Weak new-lease demand has pushed apartment occupancy below pre-pandemic highs, according to the latest data from RealPage.
While November occupancy clocked in at a relatively high 95.1%, it’s below the November 2019 watermark of 95.6% and fell 20 bps in the last month and 240 bps year-over-year.
The issue, according to RealPage, “is at the front door.” Turnover last month was the second-lowest for any November on record, but leasing traffic among prospective renters ranked as the weakest for any November in eight years. RealPage analysts note “there’s little evidence that renters are doubling up to any significant degree.”
“There is very little net new demand for any type of housing right now, despite strong growth in jobs and wages,” said Jay Parsons, RealPage’s Head of Economics and Industry Principals. “We’ve never before seen new-lease apartment demand freeze up during a period of solid job gains like it has this year. We’re on track to end 2022 with the weakest net apartment demand since 2009. Low consumer confidence and weak household formation tells us Americans are in ‘wait and see’ mode.”
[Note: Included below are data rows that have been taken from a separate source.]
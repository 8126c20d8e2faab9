use chrono::{DateTime, Duration, Utc};
use serde::{Deserialize, Serialize};

use crate::models::AuthUser;

/// How long a remote session is assumed valid when the backend does not
/// say otherwise.
pub const DEFAULT_REMOTE_SESSION_MINUTES: i64 = 60;

/// Refresh a remote session this long before it expires
const REFRESH_BUFFER_MINUTES: i64 = 5;

#[derive(Debug, Clone, Copy, PartialEq, Eq, Serialize, Deserialize)]
#[serde(rename_all = "lowercase")]
pub enum SessionOrigin {
    /// Issued by the identity backend
    Remote,
    /// Manufactured locally while the backend was unreachable
    Offline,
}

#[derive(Debug, Clone, PartialEq, Serialize, Deserialize)]
pub struct Session {
    pub user: AuthUser,
    pub token: String,
    #[serde(default, skip_serializing_if = "Option::is_none")]
    pub refresh_token: Option<String>,
    pub issued_at: DateTime<Utc>,
    pub expires_at: DateTime<Utc>,
    pub origin: SessionOrigin,
}

impl Session {
    pub fn remote(
        user: AuthUser,
        token: String,
        refresh_token: Option<String>,
        issued_at: DateTime<Utc>,
        lifetime: Duration,
    ) -> Self {
        Self {
            user,
            token,
            refresh_token,
            issued_at,
            expires_at: issued_at + lifetime,
            origin: SessionOrigin::Remote,
        }
    }

    pub fn offline(user: AuthUser, token: String, issued_at: DateTime<Utc>, lifetime: Duration) -> Self {
        Self {
            user,
            token,
            refresh_token: None,
            issued_at,
            expires_at: issued_at + lifetime,
            origin: SessionOrigin::Offline,
        }
    }

    /// Valid strictly before `expires_at`.
    pub fn is_expired(&self, now: DateTime<Utc>) -> bool {
        now >= self.expires_at
    }

    /// Check if the session will expire soon and should be refreshed
    pub fn needs_refresh(&self, now: DateTime<Utc>) -> bool {
        now >= self.expires_at - Duration::minutes(REFRESH_BUFFER_MINUTES)
    }

    pub fn time_until_expiry(&self, now: DateTime<Utc>) -> Duration {
        self.expires_at - now
    }

    /// Get minutes remaining until expiry (for display)
    pub fn minutes_until_expiry(&self, now: DateTime<Utc>) -> i64 {
        self.time_until_expiry(now).num_minutes().max(0)
    }

    pub fn is_offline(&self) -> bool {
        self.origin == SessionOrigin::Offline
    }
}
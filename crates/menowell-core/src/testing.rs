//! In-memory stand-ins for the remote collaborators, shared by unit tests.

use std::collections::{HashMap, VecDeque};
use std::sync::Mutex;

use chrono::{DateTime, Utc};
use futures::future::BoxFuture;
use futures::FutureExt;

use crate::api::{BackendError, IdentityBackend, RemoteStore};
use crate::models::{AuthUser, Credentials};

#[derive(Debug, Clone, PartialEq)]
pub struct UpsertCall {
    pub table: String,
    pub on_conflict: String,
    pub record: serde_json::Value,
}

/// Records upserts; can be told to fail from the Nth call on.
#[derive(Default)]
pub struct FakeRemoteStore {
    pub calls: Mutex<Vec<UpsertCall>>,
    fail_from_call: Mutex<Option<usize>>,
    updated_at: Mutex<HashMap<String, DateTime<Utc>>>,
    /// Delay every upsert by this much, to keep a migration "in flight"
    delay: Mutex<Option<std::time::Duration>>,
}

impl FakeRemoteStore {
    pub fn new() -> Self {
        Self::default()
    }

    /// Calls numbered from 1; call `n` and later fail with a server error.
    pub fn fail_from(&self, n: usize) {
        *self.fail_from_call.lock().unwrap() = Some(n);
    }

    pub fn heal(&self) {
        *self.fail_from_call.lock().unwrap() = None;
    }

    pub fn set_delay(&self, delay: std::time::Duration) {
        *self.delay.lock().unwrap() = Some(delay);
    }

    pub fn set_updated_at(&self, record_id: &str, at: DateTime<Utc>) {
        self.updated_at.lock().unwrap().insert(record_id.to_string(), at);
    }

    pub fn call_count(&self) -> usize {
        self.calls.lock().unwrap().len()
    }

    pub fn calls_for(&self, table: &str) -> Vec<UpsertCall> {
        self.calls
            .lock()
            .unwrap()
            .iter()
            .filter(|c| c.table == table)
            .cloned()
            .collect()
    }
}

impl RemoteStore for FakeRemoteStore {
    fn upsert<'a>(
        &'a self,
        table: &'a str,
        on_conflict: &'a str,
        record: serde_json::Value,
    ) -> BoxFuture<'a, Result<(), BackendError>> {
        async move {
            let delay = *self.delay.lock().unwrap();
            if let Some(delay) = delay {
                tokio::time::sleep(delay).await;
            }
            let mut calls = self.calls.lock().unwrap();
            let n = calls.len() + 1;
            if let Some(from) = *self.fail_from_call.lock().unwrap() {
                if n >= from {
                    return Err(BackendError::ServerError("503 Service Unavailable".to_string()));
                }
            }
            calls.push(UpsertCall {
                table: table.to_string(),
                on_conflict: on_conflict.to_string(),
                record,
            });
            Ok(())
        }
        .boxed()
    }

    fn fetch_updated_at<'a>(
        &'a self,
        _table: &'a str,
        record_id: &'a str,
    ) -> BoxFuture<'a, Result<Option<DateTime<Utc>>, BackendError>> {
        let result = self.updated_at.lock().unwrap().get(record_id).copied();
        async move { Ok(result) }.boxed()
    }
}

/// Identity backend driven by scripted responses.
#[derive(Default)]
pub struct FakeIdentityBackend {
    restore_results: Mutex<VecDeque<Result<Option<AuthUser>, BackendError>>>,
    login_results: Mutex<VecDeque<(Result<AuthUser, BackendError>, Option<std::time::Duration>)>>,
    pub restore_calls: Mutex<usize>,
    pub login_calls: Mutex<usize>,
    pub logout_calls: Mutex<usize>,
}

impl FakeIdentityBackend {
    pub fn new() -> Self {
        Self::default()
    }

    pub fn push_restore(&self, result: Result<Option<AuthUser>, BackendError>) {
        self.restore_results.lock().unwrap().push_back(result);
    }

    pub fn push_login(&self, result: Result<AuthUser, BackendError>) {
        self.login_results.lock().unwrap().push_back((result, None));
    }

    /// Like `push_login`, but the answer arrives after `delay`.
    pub fn push_login_after(&self, result: Result<AuthUser, BackendError>, delay: std::time::Duration) {
        self.login_results.lock().unwrap().push_back((result, Some(delay)));
    }

    pub fn restore_count(&self) -> usize {
        *self.restore_calls.lock().unwrap()
    }

    pub fn login_count(&self) -> usize {
        *self.login_calls.lock().unwrap()
    }

    pub fn logout_count(&self) -> usize {
        *self.logout_calls.lock().unwrap()
    }
}

pub fn unreachable() -> BackendError {
    BackendError::NetworkError("connection refused".to_string())
}

impl IdentityBackend for FakeIdentityBackend {
    fn login<'a>(&'a self, _credentials: &'a Credentials) -> BoxFuture<'a, Result<AuthUser, BackendError>> {
        *self.login_calls.lock().unwrap() += 1;
        let (result, delay) = self
            .login_results
            .lock()
            .unwrap()
            .pop_front()
            .unwrap_or_else(|| (Err(unreachable()), None));
        async move {
            if let Some(delay) = delay {
                tokio::time::sleep(delay).await;
            }
            result
        }
        .boxed()
    }

    fn restore_session(&self) -> BoxFuture<'_, Result<Option<AuthUser>, BackendError>> {
        *self.restore_calls.lock().unwrap() += 1;
        let result = self
            .restore_results
            .lock()
            .unwrap()
            .pop_front()
            .unwrap_or(Ok(None));
        async move { result }.boxed()
    }

    fn logout(&self) -> BoxFuture<'_, Result<(), BackendError>> {
        *self.logout_calls.lock().unwrap() += 1;
        async { Ok(()) }.boxed()
    }
}
use thiserror::Error;

#[derive(Error, Debug, Clone, PartialEq, Eq)]
pub enum BackendError {
    #[error("Invalid email or password")]
    InvalidCredentials,

    #[error("Unauthorized - session may be expired")]
    Unauthorized,

    #[error("Access denied: {0}")]
    AccessDenied(String),

    #[error("Resource not found: {0}")]
    NotFound(String),

    #[error("Rate limited - please wait before retrying")]
    RateLimited,

    #[error("Request timed out")]
    Timeout,

    #[error("Server error: {0}")]
    ServerError(String),

    #[error("Network error: {0}")]
    NetworkError(String),

    #[error("Invalid response: {0}")]
    InvalidResponse(String),
}

/// Maximum length for error response bodies in error messages
const MAX_ERROR_BODY_LENGTH: usize = 500;

impl BackendError {
    /// Truncate a response body to avoid logging excessive data
    fn truncate_body(body: &str) -> String {
        if body.len() <= MAX_ERROR_BODY_LENGTH {
            body.to_string()
        } else {
            let mut end = MAX_ERROR_BODY_LENGTH;
            while !body.is_char_boundary(end) {
                end -= 1;
            }
            format!("{}... (truncated, {} total bytes)", &body[..end], body.len())
        }
    }

    pub fn from_status(status: reqwest::StatusCode, body: &str) -> Self {
        let truncated = Self::truncate_body(body);
        match status.as_u16() {
            // GoTrue answers bad passwords and dead refresh tokens with 400 invalid_grant
            400 if body.contains("invalid_grant") || body.contains("Invalid login credentials") => {
                BackendError::InvalidCredentials
            }
            401 => BackendError::Unauthorized,
            403 => BackendError::AccessDenied(truncated),
            404 => BackendError::NotFound(truncated),
            408 => BackendError::Timeout,
            429 => BackendError::RateLimited,
            500..=599 => BackendError::ServerError(truncated),
            _ => BackendError::InvalidResponse(format!("Status {}: {}", status, truncated)),
        }
    }

    /// Failures worth retrying: the backend may answer differently later.
    pub fn is_transient(&self) -> bool {
        matches!(
            self,
            BackendError::RateLimited
                | BackendError::Timeout
                | BackendError::ServerError(_)
                | BackendError::NetworkError(_)
        )
    }

    /// The backend answered and rejected the caller's identity.
    pub fn is_auth_rejection(&self) -> bool {
        matches!(
            self,
            BackendError::InvalidCredentials | BackendError::Unauthorized
        )
    }
}

impl From<reqwest::Error> for BackendError {
    fn from(e: reqwest::Error) -> Self {
        if e.is_timeout() {
            BackendError::Timeout
        } else if e.is_decode() {
            BackendError::InvalidResponse(e.to_string())
        } else {
            BackendError::NetworkError(e.to_string())
        }
    }
}
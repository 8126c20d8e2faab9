//! The single authoritative auth state record and its reducer.
//!
//! `reduce` is a pure function of (state, action). All I/O happens in the
//! controller, which dispatches actions describing what it observed.

use chrono::{DateTime, Utc};
use serde::{Deserialize, Serialize};
use tokio::sync::watch;
use tracing::warn;

use super::circuit_breaker::CircuitState;
use crate::models::AuthUser;

#[derive(Debug, Clone, PartialEq, Serialize, Deserialize)]
#[serde(rename_all = "camelCase")]
#[cfg_attr(feature = "ts", derive(ts_rs::TS))]
#[cfg_attr(feature = "ts", ts(export))]
pub struct AuthState {
    pub user: Option<AuthUser>,
    pub is_loading: bool,
    pub error: Option<String>,
    /// Always equal to `user.is_some()`
    pub is_authenticated: bool,
    pub initialization_complete: bool,
    pub retry_count: u32,
    pub circuit_breaker_state: CircuitState,
    pub last_failure_time: Option<DateTime<Utc>>,
    pub jit_migration_in_progress: bool,
    pub session_recovery_attempted: bool,
}

impl Default for AuthState {
    fn default() -> Self {
        Self {
            user: None,
            is_loading: true,
            error: None,
            is_authenticated: false,
            initialization_complete: false,
            retry_count: 0,
            circuit_breaker_state: CircuitState::Closed,
            last_failure_time: None,
            jit_migration_in_progress: false,
            session_recovery_attempted: false,
        }
    }
}

#[derive(Debug, Clone, PartialEq)]
pub enum AuthAction {
    SetLoading(bool),
    SetUser(Option<AuthUser>),
    SetError(Option<String>),
    SetInitializationComplete(bool),
    IncrementRetryCount,
    ResetRetryCount,
    SetCircuitBreakerState(CircuitState),
    SetLastFailureTime(Option<DateTime<Utc>>),
    SetJitMigrationInProgress(bool),
    SetSessionRecoveryAttempted(bool),
    /// Back to the initial record, but with initialization complete so
    /// routing does not fall back into a loading screen after sign-out.
    ResetAuthState,
}

pub fn reduce(state: &AuthState, action: AuthAction) -> AuthState {
    let mut next = state.clone();
    match action {
        AuthAction::SetLoading(loading) => next.is_loading = loading,
        AuthAction::SetUser(user) => {
            next.is_authenticated = user.is_some();
            if user.is_some() {
                next.error = None;
            }
            next.user = user;
        }
        AuthAction::SetError(error) => next.error = error,
        AuthAction::SetInitializationComplete(done) => next.initialization_complete = done,
        AuthAction::IncrementRetryCount => next.retry_count = next.retry_count.saturating_add(1),
        AuthAction::ResetRetryCount => next.retry_count = 0,
        AuthAction::SetCircuitBreakerState(circuit) => {
            if state.circuit_breaker_state.can_transition_to(circuit) {
                next.circuit_breaker_state = circuit;
            } else {
                warn!(
                    from = %state.circuit_breaker_state,
                    to = %circuit,
                    "Ignoring invalid circuit breaker transition"
                );
            }
        }
        AuthAction::SetLastFailureTime(at) => next.last_failure_time = at,
        AuthAction::SetJitMigrationInProgress(running) => next.jit_migration_in_progress = running,
        AuthAction::SetSessionRecoveryAttempted(attempted) => {
            next.session_recovery_attempted = attempted
        }
        AuthAction::ResetAuthState => {
            next = AuthState {
                is_loading: false,
                initialization_complete: true,
                ..AuthState::default()
            };
        }
    }
    next
}

/// Injectable container for `AuthState`.
///
/// Backed by a `watch` channel so hosts can `subscribe` to changes; every
/// dispatch runs the reducer under the channel's lock, which serializes
/// updates.
pub struct AuthStore {
    tx: watch::Sender<AuthState>,
}

impl Default for AuthStore {
    fn default() -> Self {
        Self::new(AuthState::default())
    }
}

impl AuthStore {
    pub fn new(initial: AuthState) -> Self {
        let (tx, _rx) = watch::channel(initial);
        Self { tx }
    }

    pub fn dispatch(&self, action: AuthAction) {
        self.tx.send_if_modified(|state| {
            let next = reduce(state, action);
            if next == *state {
                return false;
            }
            *state = next;
            true
        });
    }

    pub fn snapshot(&self) -> AuthState {
        self.tx.borrow().clone()
    }

    pub fn subscribe(&self) -> watch::Receiver<AuthState> {
        self.tx.subscribe()
    }

    /// Bring the mirrored circuit state and last failure time in line with
    /// the breaker in one update. Walks the legal cycle when the breaker
    /// moved further than one step since the last mirror, which happens when
    /// calls issued in different circuit phases finish out of order.
    pub fn mirror_circuit(&self, circuit: CircuitState, last_failure_time: Option<DateTime<Utc>>) {
        self.tx.send_if_modified(|state| {
            let mut next = state.clone();
            for step in next.circuit_breaker_state.path_to(circuit) {
                next = reduce(&next, AuthAction::SetCircuitBreakerState(step));
            }
            next = reduce(&next, AuthAction::SetLastFailureTime(last_failure_time));
            if next == *state {
                return false;
            }
            *state = next;
            true
        });
    }

    /// Set the migration guard if it is clear. Returns false when a
    /// migration is already running.
    pub fn try_begin_migration(&self) -> bool {
        self.try_set_flag(
            |s| s.jit_migration_in_progress,
            AuthAction::SetJitMigrationInProgress(true),
        )
    }

    /// Set the recovery guard if it is clear. Returns false when recovery
    /// was already attempted during this load.
    pub fn try_begin_recovery(&self) -> bool {
        self.try_set_flag(
            |s| s.session_recovery_attempted,
            AuthAction::SetSessionRecoveryAttempted(true),
        )
    }

    fn try_set_flag(&self, is_set: impl Fn(&AuthState) -> bool, action: AuthAction) -> bool {
        let mut acquired = false;
        self.tx.send_if_modified(|state| {
            if is_set(state) {
                return false;
            }
            *state = reduce(state, action);
            acquired = true;
            true
        });
        acquired
    }
}
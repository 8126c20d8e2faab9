//! Remote collaborators of the session layer.
//!
//! The controller and migration code only see the `IdentityBackend` and
//! `RemoteStore` traits. `SupabaseClient` implements both against a Supabase
//! project (GoTrue for auth, PostgREST for data).

pub mod client;
pub mod error;

use chrono::{DateTime, Utc};
use futures::future::BoxFuture;

use crate::models::{AuthUser, Credentials};

pub use client::{SupabaseClient, SupabaseConfig};
pub use error::BackendError;

pub trait IdentityBackend: Send + Sync {
    fn login<'a>(&'a self, credentials: &'a Credentials) -> BoxFuture<'a, Result<AuthUser, BackendError>>;

    /// Resume a previously established session. `Ok(None)` means the backend
    /// is fine but there is nothing to resume.
    fn restore_session(&self) -> BoxFuture<'_, Result<Option<AuthUser>, BackendError>>;

    fn logout(&self) -> BoxFuture<'_, Result<(), BackendError>>;
}

pub trait RemoteStore: Send + Sync {
    /// Insert or overwrite `record` in `table`, matching on the comma-separated
    /// `on_conflict` columns. Applying the same record twice must be harmless.
    fn upsert<'a>(
        &'a self,
        table: &'a str,
        on_conflict: &'a str,
        record: serde_json::Value,
    ) -> BoxFuture<'a, Result<(), BackendError>>;

    /// Last modification time of a row, if it exists.
    fn fetch_updated_at<'a>(
        &'a self,
        table: &'a str,
        record_id: &'a str,
    ) -> BoxFuture<'a, Result<Option<DateTime<Utc>>, BackendError>>;
}
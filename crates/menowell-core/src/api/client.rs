//! Supabase client for the identity backend (GoTrue) and the data store
//! (PostgREST).
//!
//! The remote session is persisted under `keys::AUTH_SESSION`, so a restart
//! can resume it without asking for the password again.

use std::sync::Arc;
use std::time::Duration;

use anyhow::Context;
use chrono::{DateTime, Utc};
use futures::future::BoxFuture;
use futures::FutureExt;
use reqwest::{header, Client, RequestBuilder, Response, Url};
use serde::{Deserialize, Serialize};
use tracing::{debug, info, warn};

use super::{BackendError, IdentityBackend, RemoteStore};
use crate::auth::session::{Session, DEFAULT_REMOTE_SESSION_MINUTES};
use crate::clock::Clock;
use crate::models::{AuthUser, Credentials};
use crate::storage::{keys, PersistentStore};

// ============================================================================
// Constants
// ============================================================================

/// HTTP request timeout in seconds.
const REQUEST_TIMEOUT_SECS: u64 = 30;

/// Maximum number of retries for rate-limited (429) data requests.
const MAX_RATE_LIMIT_RETRIES: u32 = 3;

/// Initial backoff delay in milliseconds for rate limiting.
const INITIAL_BACKOFF_MS: u64 = 1000;

#[derive(Debug, Clone, Serialize, Deserialize)]
pub struct SupabaseConfig {
    /// Project URL, e.g. https://xxxx.supabase.co
    pub url: String,
    /// Public anon key; row level security applies
    pub anon_key: String,
}

impl SupabaseConfig {
    pub fn new(url: impl Into<String>, anon_key: impl Into<String>) -> Self {
        Self {
            url: url.into(),
            anon_key: anon_key.into(),
        }
    }
}

#[derive(Debug, Deserialize)]
struct TokenResponse {
    access_token: String,
    #[serde(default)]
    refresh_token: Option<String>,
    #[serde(default)]
    expires_in: Option<i64>,
    user: GoTrueUser,
}

#[derive(Debug, Deserialize)]
struct GoTrueUser {
    id: String,
    #[serde(default)]
    email: Option<String>,
    #[serde(default)]
    user_metadata: Option<serde_json::Value>,
}

impl GoTrueUser {
    fn into_auth_user(self) -> AuthUser {
        let display_name = self.user_metadata.as_ref().and_then(|meta| {
            meta.get("full_name")
                .or_else(|| meta.get("name"))
                .and_then(|v| v.as_str())
                .map(str::to_string)
        });
        AuthUser {
            id: self.id,
            email: self.email,
            display_name,
        }
    }
}

#[derive(Debug, Deserialize)]
struct UpdatedAtRow {
    updated_at: Option<DateTime<Utc>>,
}

/// Clone is cheap - reqwest::Client and the store are reference counted.
#[derive(Clone)]
pub struct SupabaseClient {
    http: Client,
    config: SupabaseConfig,
    rest_url: Url,
    sessions: PersistentStore,
    clock: Arc<dyn Clock>,
}

impl SupabaseClient {
    pub fn new(config: SupabaseConfig, sessions: PersistentStore, clock: Arc<dyn Clock>) -> anyhow::Result<Self> {
        let http = Client::builder()
            .timeout(Duration::from_secs(REQUEST_TIMEOUT_SECS))
            .build()?;

        let url = config.url.trim_end_matches('/').to_string();
        let rest_url = Url::parse(&format!("{}/rest/v1", url))
            .with_context(|| format!("Invalid Supabase URL: {}", url))?;
        if rest_url.cannot_be_a_base() {
            anyhow::bail!("Invalid Supabase URL: {}", url);
        }

        Ok(Self {
            http,
            config: SupabaseConfig {
                url,
                anon_key: config.anon_key,
            },
            rest_url,
            sessions,
            clock,
        })
    }

    fn auth_url(&self, path: &str) -> String {
        format!("{}/auth/v1/{}", self.config.url, path)
    }

    /// `table` becomes a single, percent-encoded path segment.
    fn table_url(&self, table: &str) -> Url {
        let mut url = self.rest_url.clone();
        if let Ok(mut segments) = url.path_segments_mut() {
            segments.pop_if_empty().push(table);
        }
        url
    }

    fn upsert_request(&self, table: &str, on_conflict: &str, body: &serde_json::Value) -> RequestBuilder {
        self.with_api_key(self.http.post(self.table_url(table)))
            .query(&[("on_conflict", on_conflict)])
            .bearer_auth(self.bearer())
            .header("Prefer", "resolution=merge-duplicates,return=minimal")
            .json(body)
    }

    fn updated_at_request(&self, table: &str, record_id: &str) -> RequestBuilder {
        self.with_api_key(self.http.get(self.table_url(table)))
            .query(&[("id", format!("eq.{}", record_id)), ("select", "updated_at".to_string())])
            .bearer_auth(self.bearer())
    }

    /// Stored remote session, if any
    pub fn current_session(&self) -> Option<Session> {
        self.sessions.get_item(keys::AUTH_SESSION)
    }

    fn bearer(&self) -> String {
        self.current_session()
            .map(|s| s.token)
            .unwrap_or_else(|| self.config.anon_key.clone())
    }

    fn with_api_key(&self, request: RequestBuilder) -> RequestBuilder {
        request
            .header("apikey", &self.config.anon_key)
            .header(header::ACCEPT, "application/json")
    }

    /// Check if response is successful, returning an error with body if not.
    async fn check_response(response: Response) -> Result<Response, BackendError> {
        if response.status().is_success() {
            Ok(response)
        } else {
            let status = response.status();
            let body = response.text().await.unwrap_or_default();
            Err(BackendError::from_status(status, &body))
        }
    }

    /// Check if response is successful. Ok(None) means rate limited (retry).
    async fn check_response_for_retry(response: Response) -> Result<Option<Response>, BackendError> {
        if response.status() == reqwest::StatusCode::TOO_MANY_REQUESTS {
            Ok(None)
        } else {
            Self::check_response(response).await.map(Some)
        }
    }

    async fn token_grant(&self, grant_type: &str, body: serde_json::Value) -> Result<Session, BackendError> {
        let url = format!("{}?grant_type={}", self.auth_url("token"), grant_type);
        let response = self
            .with_api_key(self.http.post(&url))
            .json(&body)
            .send()
            .await?;
        let response = Self::check_response(response).await?;
        let token: TokenResponse = response.json().await?;

        let lifetime = token
            .expires_in
            .and_then(chrono::Duration::try_seconds)
            .unwrap_or_else(|| chrono::Duration::minutes(DEFAULT_REMOTE_SESSION_MINUTES));
        let session = Session::remote(
            token.user.into_auth_user(),
            token.access_token,
            token.refresh_token,
            self.clock.now(),
            lifetime,
        );

        if !self.sessions.set_item(keys::AUTH_SESSION, &session) {
            warn!("Remote session could not be persisted; it will not survive a restart");
        }
        Ok(session)
    }

    async fn do_login(&self, credentials: &Credentials) -> Result<AuthUser, BackendError> {
        let body = serde_json::json!({
            "email": credentials.email,
            "password": credentials.password,
        });
        let session = self.token_grant("password", body).await?;
        info!(user_id = %session.user.id, "Signed in");
        Ok(session.user)
    }

    async fn do_restore(&self) -> Result<Option<AuthUser>, BackendError> {
        let Some(session) = self.current_session() else {
            debug!("No stored remote session");
            return Ok(None);
        };

        let now = self.clock.now();
        if !session.needs_refresh(now) {
            return Ok(Some(session.user));
        }

        let Some(refresh_token) = session.refresh_token.clone() else {
            debug!("Stored session expired without refresh token");
            self.sessions.remove_item(keys::AUTH_SESSION);
            return Ok(None);
        };

        match self
            .token_grant("refresh_token", serde_json::json!({ "refresh_token": refresh_token }))
            .await
        {
            Ok(refreshed) => {
                debug!(user_id = %refreshed.user.id, "Session refreshed");
                Ok(Some(refreshed.user))
            }
            Err(e) if e.is_auth_rejection() => {
                info!("Refresh token rejected, clearing session");
                self.sessions.remove_item(keys::AUTH_SESSION);
                Ok(None)
            }
            Err(e) => Err(e),
        }
    }

    async fn do_logout(&self) -> Result<(), BackendError> {
        let Some(session) = self.current_session() else {
            return Ok(());
        };
        // Local sign-out happens regardless of what the server says
        self.sessions.remove_item(keys::AUTH_SESSION);

        let response = self
            .with_api_key(self.http.post(self.auth_url("logout")))
            .bearer_auth(&session.token)
            .send()
            .await?;
        match Self::check_response(response).await {
            Ok(_) => Ok(()),
            // Token already dead server-side
            Err(e) if e.is_auth_rejection() => Ok(()),
            Err(e) => Err(e),
        }
    }

    async fn do_upsert(&self, table: &str, on_conflict: &str, record: serde_json::Value) -> Result<(), BackendError> {
        let body = serde_json::Value::Array(vec![record]);
        let mut retries = 0;
        let mut backoff_ms = INITIAL_BACKOFF_MS;

        loop {
            let response = self.upsert_request(table, on_conflict, &body).send().await?;

            match Self::check_response_for_retry(response).await? {
                Some(_) => return Ok(()),
                None => {
                    retries += 1;
                    if retries > MAX_RATE_LIMIT_RETRIES {
                        return Err(BackendError::RateLimited);
                    }
                    warn!(table, retry = retries, backoff_ms, "Rate limited, backing off");
                    tokio::time::sleep(Duration::from_millis(backoff_ms)).await;
                    backoff_ms *= 2;
                }
            }
        }
    }

    async fn do_fetch_updated_at(&self, table: &str, record_id: &str) -> Result<Option<DateTime<Utc>>, BackendError> {
        let response = self.updated_at_request(table, record_id).send().await?;
        let response = Self::check_response(response).await?;
        let rows: Vec<UpdatedAtRow> = response.json().await?;
        Ok(rows.into_iter().next().and_then(|r| r.updated_at))
    }
}

impl IdentityBackend for SupabaseClient {
    fn login<'a>(&'a self, credentials: &'a Credentials) -> BoxFuture<'a, Result<AuthUser, BackendError>> {
        self.do_login(credentials).boxed()
    }

    fn restore_session(&self) -> BoxFuture<'_, Result<Option<AuthUser>, BackendError>> {
        self.do_restore().boxed()
    }

    fn logout(&self) -> BoxFuture<'_, Result<(), BackendError>> {
        self.do_logout().boxed()
    }
}

impl RemoteStore for SupabaseClient {
    fn upsert<'a>(
        &'a self,
        table: &'a str,
        on_conflict: &'a str,
        record: serde_json::Value,
    ) -> BoxFuture<'a, Result<(), BackendError>> {
        self.do_upsert(table, on_conflict, record).boxed()
    }

    fn fetch_updated_at<'a>(
        &'a self,
        table: &'a str,
        record_id: &'a str,
    ) -> BoxFuture<'a, Result<Option<DateTime<Utc>>, BackendError>> {
        self.do_fetch_updated_at(table, record_id).boxed()
    }
}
Phoenix and Las Vegas, both pandemic-era beneficiaries of significant in-migration from other markets, showed the largest occupancy declines over the past year (down about 400 bps) among major markets, according to RealPage.
Rents were also down 2% month over month in November in Fort Walton Beach, Fla., and Boise, while Honolulu and Vallejo/Fairfield/Napa, Calif. posted year-over-year declines in November. Among larger cities, San Jose posted the deepest month-over-month slump at 1.7%, while both San Francisco and Oakland registered cuts in excess of 1%. Other key markets with rent reductions less than 1% last month were Raleigh/Durham, Austin, Charlotte, Seattle, Phoenix, Tampa, Las Vegas and Denver.
Parsons says the current pace of weak new-lease demand suggests “deeper-than-normal rent cuts” this winter.
“Increased vacancy due to weak new-lease demand will likely encourage more turnover among current in-place residents who suddenly have more options in 2023,” Parsons said. “That’ll be especially true in Class A apartments competing for higher-income renters with the historic surge of new supply completing construction. It’s shifting toward a very favorable environment for mid- and upper-income renters looking for deals.”